REQUIRED ACTION:
Nothing but the records beneath, reproduced exactly, should appear in the answer.

Start of DATA FOR THE TASK

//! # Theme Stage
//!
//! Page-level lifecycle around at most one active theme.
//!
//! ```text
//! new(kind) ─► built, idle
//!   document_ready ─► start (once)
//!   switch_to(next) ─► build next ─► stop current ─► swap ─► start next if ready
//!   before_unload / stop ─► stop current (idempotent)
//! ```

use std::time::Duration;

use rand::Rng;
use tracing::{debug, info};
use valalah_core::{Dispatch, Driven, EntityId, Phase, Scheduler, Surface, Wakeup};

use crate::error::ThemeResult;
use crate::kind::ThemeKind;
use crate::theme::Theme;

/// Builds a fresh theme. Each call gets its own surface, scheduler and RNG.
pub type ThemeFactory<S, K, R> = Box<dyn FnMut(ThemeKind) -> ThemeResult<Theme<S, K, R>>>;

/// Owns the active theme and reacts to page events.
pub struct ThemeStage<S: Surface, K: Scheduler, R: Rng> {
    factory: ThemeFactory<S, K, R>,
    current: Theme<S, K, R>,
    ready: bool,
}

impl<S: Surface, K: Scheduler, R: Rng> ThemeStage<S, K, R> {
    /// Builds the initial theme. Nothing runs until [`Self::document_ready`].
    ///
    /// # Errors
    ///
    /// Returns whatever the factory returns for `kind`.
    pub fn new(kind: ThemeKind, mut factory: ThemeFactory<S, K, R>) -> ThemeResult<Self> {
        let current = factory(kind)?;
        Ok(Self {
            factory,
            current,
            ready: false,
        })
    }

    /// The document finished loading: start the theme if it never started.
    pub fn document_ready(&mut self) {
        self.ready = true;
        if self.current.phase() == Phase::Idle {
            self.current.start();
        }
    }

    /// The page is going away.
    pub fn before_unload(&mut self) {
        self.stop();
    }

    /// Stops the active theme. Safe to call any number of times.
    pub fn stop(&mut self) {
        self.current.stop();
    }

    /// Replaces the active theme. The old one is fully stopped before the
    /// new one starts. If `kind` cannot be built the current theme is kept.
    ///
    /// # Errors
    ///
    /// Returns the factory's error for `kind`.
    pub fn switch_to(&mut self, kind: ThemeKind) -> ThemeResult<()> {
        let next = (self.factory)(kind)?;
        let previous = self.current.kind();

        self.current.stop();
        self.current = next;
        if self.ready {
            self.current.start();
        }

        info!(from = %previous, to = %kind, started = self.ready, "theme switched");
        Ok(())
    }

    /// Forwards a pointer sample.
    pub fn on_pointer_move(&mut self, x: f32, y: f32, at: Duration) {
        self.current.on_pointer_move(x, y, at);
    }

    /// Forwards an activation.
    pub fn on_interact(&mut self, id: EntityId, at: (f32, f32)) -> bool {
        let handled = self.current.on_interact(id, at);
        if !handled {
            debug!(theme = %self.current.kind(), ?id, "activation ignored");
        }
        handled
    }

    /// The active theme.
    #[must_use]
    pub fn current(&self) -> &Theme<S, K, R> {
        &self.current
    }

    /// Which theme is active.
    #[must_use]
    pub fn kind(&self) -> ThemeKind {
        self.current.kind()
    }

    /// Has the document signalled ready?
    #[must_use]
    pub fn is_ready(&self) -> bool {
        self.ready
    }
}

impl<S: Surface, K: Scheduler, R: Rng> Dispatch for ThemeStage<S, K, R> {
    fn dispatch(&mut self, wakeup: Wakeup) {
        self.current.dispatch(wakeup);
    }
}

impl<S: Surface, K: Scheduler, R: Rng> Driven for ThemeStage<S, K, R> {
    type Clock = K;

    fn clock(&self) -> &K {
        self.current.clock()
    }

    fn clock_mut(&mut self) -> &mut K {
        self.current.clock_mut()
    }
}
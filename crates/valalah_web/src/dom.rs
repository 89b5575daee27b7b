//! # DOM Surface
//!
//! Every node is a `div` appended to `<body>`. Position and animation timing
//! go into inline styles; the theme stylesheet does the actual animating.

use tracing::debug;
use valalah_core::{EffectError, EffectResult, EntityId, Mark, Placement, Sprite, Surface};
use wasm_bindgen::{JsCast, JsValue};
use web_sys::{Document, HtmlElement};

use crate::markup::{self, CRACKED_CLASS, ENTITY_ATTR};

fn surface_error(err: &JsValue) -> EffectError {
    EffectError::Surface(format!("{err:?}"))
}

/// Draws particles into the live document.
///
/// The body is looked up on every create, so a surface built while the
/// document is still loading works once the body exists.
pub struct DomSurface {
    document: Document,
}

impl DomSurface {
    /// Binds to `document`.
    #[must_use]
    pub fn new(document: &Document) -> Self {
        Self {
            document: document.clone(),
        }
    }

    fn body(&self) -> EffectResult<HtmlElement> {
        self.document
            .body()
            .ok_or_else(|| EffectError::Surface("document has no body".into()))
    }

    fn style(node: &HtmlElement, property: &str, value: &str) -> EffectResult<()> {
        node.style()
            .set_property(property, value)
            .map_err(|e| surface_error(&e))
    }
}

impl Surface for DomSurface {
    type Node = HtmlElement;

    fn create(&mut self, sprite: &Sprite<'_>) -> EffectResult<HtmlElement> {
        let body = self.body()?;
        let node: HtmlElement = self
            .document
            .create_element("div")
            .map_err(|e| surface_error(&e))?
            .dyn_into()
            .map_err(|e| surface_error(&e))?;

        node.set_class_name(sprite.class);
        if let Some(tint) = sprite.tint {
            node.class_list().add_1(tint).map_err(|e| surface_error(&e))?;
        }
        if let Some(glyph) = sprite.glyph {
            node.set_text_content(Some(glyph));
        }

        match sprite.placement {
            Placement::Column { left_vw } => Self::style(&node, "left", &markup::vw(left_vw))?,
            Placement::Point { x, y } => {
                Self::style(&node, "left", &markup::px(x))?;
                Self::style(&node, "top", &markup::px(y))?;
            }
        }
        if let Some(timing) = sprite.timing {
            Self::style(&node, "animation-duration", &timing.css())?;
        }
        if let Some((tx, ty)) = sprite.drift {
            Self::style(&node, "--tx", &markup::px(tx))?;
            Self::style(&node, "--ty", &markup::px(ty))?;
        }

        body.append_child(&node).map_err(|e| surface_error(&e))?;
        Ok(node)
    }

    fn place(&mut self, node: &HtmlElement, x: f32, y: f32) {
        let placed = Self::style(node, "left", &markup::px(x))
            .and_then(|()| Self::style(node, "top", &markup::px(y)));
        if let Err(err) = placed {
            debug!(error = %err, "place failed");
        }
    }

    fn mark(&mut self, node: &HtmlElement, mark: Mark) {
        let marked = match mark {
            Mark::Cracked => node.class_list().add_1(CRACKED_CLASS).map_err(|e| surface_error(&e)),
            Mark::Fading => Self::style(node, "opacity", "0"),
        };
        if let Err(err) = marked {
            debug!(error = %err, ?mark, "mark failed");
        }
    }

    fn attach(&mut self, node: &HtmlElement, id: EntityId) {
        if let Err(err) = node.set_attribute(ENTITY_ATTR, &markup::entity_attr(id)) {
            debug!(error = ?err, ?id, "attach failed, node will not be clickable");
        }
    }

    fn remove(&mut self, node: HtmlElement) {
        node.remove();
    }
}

End of DATA FOR THE TASK

EXERCISE RESULT:
//! # Theme Stage
//!
//! Page-level lifecycle around at most one active theme.
//!
//! ```text
//! new(kind) ─► built, idle
//!   document_ready ─► start (once)
//!   switch_to(next) ─► build next ─► stop current ─► swap ─► start next if ready
//!   before_unload / stop ─► stop current (idempotent)
//! ```

use std::time::Duration;

use rand::Rng;
use tracing::{debug, info};
use valalah_core::{Dispatch, Driven, EntityId, Phase, Scheduler, Surface, Wakeup};

use crate::error::ThemeResult;
use crate::kind::ThemeKind;
use crate::theme::Theme;

/// Builds a fresh theme. Each call gets its own surface, scheduler and RNG.
pub type ThemeFactory<S, K, R> = Box<dyn FnMut(ThemeKind) -> ThemeResult<Theme<S, K, R>>>;

/// Owns the active theme and reacts to page events.
pub struct ThemeStage<S: Surface, K: Scheduler, R: Rng> {
    factory: ThemeFactory<S, K, R>,
    current: Theme<S, K, R>,
    ready: bool,
}

impl<S: Surface, K: Scheduler, R: Rng> ThemeStage<S, K, R> {
    /// Builds the initial theme. Nothing runs until [`Self::document_ready`].
    ///
    /// # Errors
    ///
    /// Returns whatever the factory returns for `kind`.
    pub fn new(kind: ThemeKind, mut factory: ThemeFactory<S, K, R>) -> ThemeResult<Self> {
        let current = factory(kind)?;
        Ok(Self {
            factory,
            current,
            ready: false,
        })
    }

    /// The document finished loading: start the theme if it never started.
    pub fn document_ready(&mut self) {
        self.ready = true;
        if self.current.phase() == Phase::Idle {
            self.current.start();
        }
    }

    /// The page is going away.
    pub fn before_unload(&mut self) {
        self.stop();
    }

    /// Stops the active theme. Safe to call any number of times.
    pub fn stop(&mut self) {
        self.current.stop();
    }

    /// Replaces the active theme. The old one is fully stopped before the
    /// new one starts. If `kind` cannot be built the current theme is kept.
    ///
    /// # Errors
    ///
    /// Returns the factory's error for `kind`.
    pub fn switch_to(&mut self, kind: ThemeKind) -> ThemeResult<()> {
        let next = (self.factory)(kind)?;
        let previous = self.current.kind();

        self.current.stop();
        self.current = next;
        if self.ready {
            self.current.start();
        }

        info!(from = %previous, to = %kind, started = self.ready, "theme switched");
        Ok(())
    }

    /// Forwards a pointer sample.
    pub fn on_pointer_move(&mut self, x: f32, y: f32, at: Duration) {
        self.current.on_pointer_move(x, y, at);
    }

    /// Forwards an activation.
    pub fn on_interact(&mut self, id: EntityId, at: (f32, f32)) -> bool {
        let handled = self.current.on_interact(id, at);
        if !handled {
            debug!(theme = %self.current.kind(), ?id, "activation ignored");
        }
        handled
    }

    /// The active theme.
    #[must_use]
    pub fn current(&self) -> &Theme<S, K, R> {
        &self.current
    }

    /// Which theme is active.
    #[must_use]
    pub fn kind(&self) -> ThemeKind {
        self.current.kind()
    }

    /// Has the document signalled ready?
    #[must_use]
    pub fn is_ready(&self) -> bool {
        self.ready
    }
}

impl<S: Surface, K: Scheduler, R: Rng> Dispatch for ThemeStage<S, K, R> {
    fn dispatch(&mut self, wakeup: Wakeup) {
        self.current.dispatch(wakeup);
    }
}

impl<S: Surface, K: Scheduler, R: Rng> Driven for ThemeStage<S, K, R> {
    type Clock = K;

    fn clock(&self) -> &K {
        self.current.clock()
    }

    fn clock_mut(&mut self) -> &mut K {
        self.current.clock_mut()
    }
}
filename crates/valalah_web/src/dom.rs
repository 89b5575daee27b7b
//! # DOM Surface
//!
//! Every node is a `div` appended to `<body>`. Position and animation timing
//! go into inline styles; the theme stylesheet does the actual animating.

use tracing::debug;
use valalah_core::{EffectError, EffectResult, EntityId, Mark, Placement, Sprite, Surface};
use wasm_bindgen::{JsCast, JsValue};
use web_sys::{Document, HtmlElement};

use crate::markup::{self, CRACKED_CLASS, ENTITY_ATTR};

fn surface_error(err: &JsValue) -> EffectError {
    EffectError::Surface(format!("{err:?}"))
}

/// Draws particles into the live document.
///
/// The body is looked up on every create, so a surface built while the
/// document is still loading works once the body exists.
pub struct DomSurface {
    document: Document,
}

impl DomSurface {
    /// Binds to `document`.
    #[must_use]
    pub fn new(document: &Document) -> Self {
        Self {
            document: document.clone(),
        }
    }

    fn body(&self) -> EffectResult<HtmlElement> {
        self.document
            .body()
            .ok_or_else(|| EffectError::Surface("document has no body".into()))
    }

    fn style(node: &HtmlElement, property: &str, value: &str) -> EffectResult<()> {
        node.style()
            .set_property(property, value)
            .map_err(|e| surface_error(&e))
    }
}

impl Surface for DomSurface {
    type Node = HtmlElement;

    fn create(&mut self, sprite: &Sprite<'_>) -> EffectResult<HtmlElement> {
        let body = self.body()?;
        let node: HtmlElement = self
            .document
            .create_element("div")
            .map_err(|e| surface_error(&e))?
            .dyn_into()
            .map_err(|e| surface_error(&e))?;

        node.set_class_name(sprite.class);
        if let Some(tint) = sprite.tint {
            node.class_list().add_1(tint).map_err(|e| surface_error(&e))?;
        }
        if let Some(glyph) = sprite.glyph {
            node.set_text_content(Some(glyph));
        }

        match sprite.placement {
            Placement::Column { left_vw } => Self::style(&node, "left", &markup::vw(left_vw))?,
            Placement::Point { x, y } => {
                Self::style(&node, "left", &markup::px(x))?;
                Self::style(&node, "top", &markup::px(y))?;
            }
        }
        if let Some(timing) = sprite.timing {
            Self::style(&node, "animation-duration", &timing.css())?;
        }
        if let Some((tx, ty)) = sprite.drift {
            Self::style(&node, "--tx", &markup::px(tx))?;
            Self::style(&node, "--ty", &markup::px(ty))?;
        }

        body.append_child(&node).map_err(|e| surface_error(&e))?;
        Ok(node)
    }

    fn place(&mut self, node: &HtmlElement, x: f32, y: f32) {
        let placed = Self::style(node, "left", &markup::px(x))
            .and_then(|()| Self::style(node, "top", &markup::px(y)));
        if let Err(err) = placed {
            debug!(error = %err, "place failed");
        }
    }

    fn mark(&mut self, node: &HtmlElement, mark: Mark) {
        let marked = match mark {
            Mark::Cracked => node.class_list().add_1(CRACKED_CLASS).map_err(|e| surface_error(&e)),
            Mark::Fading => Self::style(node, "opacity", "0"),
        };
        if let Err(err) = marked {
            debug!(error = %err, ?mark, "mark failed");
        }
    }

    fn attach(&mut self, node: &HtmlElement, id: EntityId) {
        if let Err(err) = node.set_attribute(ENTITY_ATTR, &markup::entity_attr(id)) {
            debug!(error = ?err, ?id, "attach failed, node will not be clickable");
        }
    }

    fn remove(&mut self, node: HtmlElement) {
        node.remove();
    }
}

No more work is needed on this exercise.